Efetivamente, assim é, sobretudo, para expressões e interpretações de uso popular. Já nos primeiros anos de escola aprendi que havia palavras de português que eram de origem popular e outras de origem erudita. Por que é que a origem popular de certas palavras da nossa língua só pode ser válida se ocorrer no “jardim à beira-mar plantado”, onde só habitam 10 (3,33%) dos mais de 300 milhões de lusófonos? Então, por que é que os angolanos já adotam a palavra “muambeiro” como sinônimo de “candongueiro”, sendo esta a única palavra que se usava em 1975, quando saí da minha terra natal? Certamente, por influência das novelas brasileiras, também, muito apreciadas em Portugal... Por que é que os portugueses adotam atualmente o termo “carrinha”? Certamente, por pura influência dos exilados de Angola que foram acolhidos em Portugal... Portanto, a língua é uma entidade viva e se molda mais pelo amplo convívio dos povos e não por acordos políticos e técnicos. Uma coisa é certa: muitas regras do acordo ortográfico levarão muitos anos até serem absorvidas pelos diversos povos lusófonos e algumas nunca vingarão. Quem viver, verá!
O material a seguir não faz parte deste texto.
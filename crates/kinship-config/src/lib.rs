#![deny(unsafe_code)]
#![warn(missing_docs)]
#![deny(clippy::all)]
#![warn(unreachable_pub)]
#![deny(clippy::unwrap_used)]
#![cfg_attr(test, allow(clippy::unwrap_used))]
//! Configuration for Kinship.
//!
//! A single [`Config`] carries the storage key layout and the tuning knobs
//! of the audit and repair engines.
//!
//! # Usage
//!
//! ```rust,no_run
//! use kinship_config::Config;
//!
//! let config = Config::load(Some(std::path::Path::new("kinship.toml"))).unwrap();
//! println!("rebuild above {} stale entries", config.repair.rebuild_threshold);
//! ```
//!
//! # Configuration Precedence
//!
//! From highest to lowest priority:
//!
//! 1. **Environment variables** (`KINSHIP_*`)
//! 2. **Config file** (path given to [`Config::load`])
//! 3. **Embedded defaults** (`defaults.toml` compiled into binary)

/// `KINSHIP_*` environment overrides.
pub mod env;
/// Configuration error types.
pub mod error;
/// Configuration file loading.
pub mod loader;
/// Configuration struct definitions.
pub mod types;
/// Configuration validation rules.
pub mod validate;

pub use error::{ConfigError, ConfigResult};
pub use types::*;

impl Config {
    /// Load configuration with full precedence chain.
    ///
    /// See [`loader::load`] for the full algorithm.
    ///
    /// # Errors
    ///
    /// Returns a [`ConfigError`] if the file is malformed or the final
    /// configuration fails validation.
    pub fn load(path: Option<&std::path::Path>) -> ConfigResult<Self> {
        loader::load(path)
    }

    /// Load configuration from a single file (no layering).
    ///
    /// # Errors
    ///
    /// Returns a [`ConfigError`] if the file cannot be read, parsed, or fails
    /// validation.
    pub fn load_file(path: &std::path::Path) -> ConfigResult<Self> {
        loader::load_file(path)
    }

    /// Validate this configuration.
    ///
    /// # Errors
    ///
    /// Returns the first validation error found.
    pub fn validate(&self) -> ConfigResult<()> {
        validate::validate(self)
    }
}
Malgrado o esforço dos especialistas dum lado e outro do Atlântico, certas palavras assumirão sempre significados bastante diferenciados em várias regiões e povos, por exemplo, analise-se alguns sentidos para a palavra “liso”:
- Franco, lhano, sincero, leal (sentido figurado).
- Pessoa esperta, difícil de ser apanhada, escorregadia (Florianópolis, Santa Catarina, Brasil).
- Sem dinheiro (uso popular em Portugal e no Nordeste do Brasil).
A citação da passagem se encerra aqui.